Phase I study of combination of pasireotide LAR + gemcitabine in locally advanced or metastatic pancreatic cancer

Pasireotide LAR (SOM230 LAR) is a cyclohexapeptide engineered to bind to multiple somatostatin receptor subtypes to mimic the action of naturally occurring somatostatin with higher affinity to these receptors than octreotide and is a potent inhibitor of insulin-like growth factor-1 (IGF-1). Somatostatin receptors and IGF receptors are highly expressed in pancreatic cancer, thereby potentially making it a valuable target. This phase I study evaluated safety, tolerability and preliminary tumor response of pasireotide LAR in combination with gemcitabine in locally advanced or metastatic pancreatic cancer. Patients with previously untreated metastatic pancreatic cancer were included. A 3 + 3 dose-escalation design was used. Patients received gemcitabine on days 1, 8 and 15 and pasireotide LAR IM monthly in a 28-day cycle. Two dose levels of pasireotide LAR were planned: 40 mg IM and 60 mg. Cohort was expanded by ten more patients at the highest tested dose to further assess the safety and efficacy.
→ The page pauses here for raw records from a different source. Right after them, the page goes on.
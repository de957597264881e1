use std::{fmt, str::FromStr};

use serde::{Deserialize, Serialize};
use sqlx::FromRow;
use time::OffsetDateTime;
use uuid::Uuid;

use crate::store::StoreError;

#[derive(Debug, Clone, Copy, Default, PartialEq, Eq, Serialize, Deserialize)]
#[serde(rename_all = "lowercase")]
pub enum Role {
    #[default]
    User,
    Admin,
}

impl Role {
    pub fn as_str(&self) -> &'static str {
        match self {
            Role::User => "user",
            Role::Admin => "admin",
        }
    }
}

impl fmt::Display for Role {
    fn fmt(&self, f: &mut fmt::Formatter<'_>) -> fmt::Result {
        f.write_str(self.as_str())
    }
}

impl FromStr for Role {
    type Err = String;

    fn from_str(s: &str) -> Result<Self, Self::Err> {
        match s {
            "user" => Ok(Role::User),
            "admin" => Ok(Role::Admin),
            other => Err(format!("unknown role {other:?}")),
        }
    }
}

/// User as every read except login sees it. No password hash.
#[derive(Debug, Clone, PartialEq)]
pub struct User {
    pub id: Uuid,
    pub name: String,
    pub email: String,
    pub role: Role,
    pub created_at: OffsetDateTime,
    pub updated_at: OffsetDateTime,
}

/// User plus the secret, returned only by the explicit credentials lookup.
/// `password_hash` is `None` for accounts without a local password.
#[derive(Debug, Clone)]
pub struct Credentials {
    pub user: User,
    pub password_hash: Option<String>,
}

#[derive(Debug, Clone)]
pub struct NewUser {
    pub name: String,
    pub email: String,
    pub password_hash: Option<String>,
    pub role: Role,
}

#[derive(Debug, FromRow)]
pub struct UserRow {
    pub id: Uuid,
    pub name: String,
    pub email: String,
    pub role: String,
    pub created_at: OffsetDateTime,
    pub updated_at: OffsetDateTime,
}

#[derive(Debug, FromRow)]
pub struct CredentialsRow {
    #[sqlx(flatten)]
    pub user: UserRow,
    pub password_hash: Option<String>,
}

impl TryFrom<UserRow> for User {
    type Error = StoreError;

    fn try_from(r: UserRow) -> Result<Self, Self::Error> {
        let role = r
            .role
            .parse::<Role>()
            .map_err(|e| StoreError::Corrupt(format!("user {}: {e}", r.id)))?;
        Ok(Self {
            id: r.id,
            name: r.name,
            email: r.email,
            role,
            created_at: r.created_at,
            updated_at: r.updated_at,
        })
    }
}

impl TryFrom<CredentialsRow> for Credentials {
    type Error = StoreError;

    fn try_from(r: CredentialsRow) -> Result<Self, Self::Error> {
        Ok(Self {
            user: r.user.try_into()?,
            password_hash: r.password_hash,
        })
    }
}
Twenty patients were consented on this trial, and 16 patients were evaluable for safety and efficacy. No dose-limiting toxicities were observed. Two out sixteen patients (12 %) had partial response, and nine of sixteen (56 %) had stable disease as best response. Median progression-free survival was 4.1 months (range 1–16 months), and median overall survival was 6.9 months (range 1–25 months). Most common grade 3 or 4 toxicities were hyperglycemia (n = 5), hyperbilirubinemia (n = 1) and thrombocytopenia (n = 2). Median baseline IGF-1 level was lower in patients with stable disease than in those with progressive disease (63 vs 71 ng/ml). Pasireotide in combination with gemcitabine was well tolerated with disease control rate of 68 %. Larger trials are needed in the future to establish its efficacy in the treatment of pancreatic cancer. NCT01385956.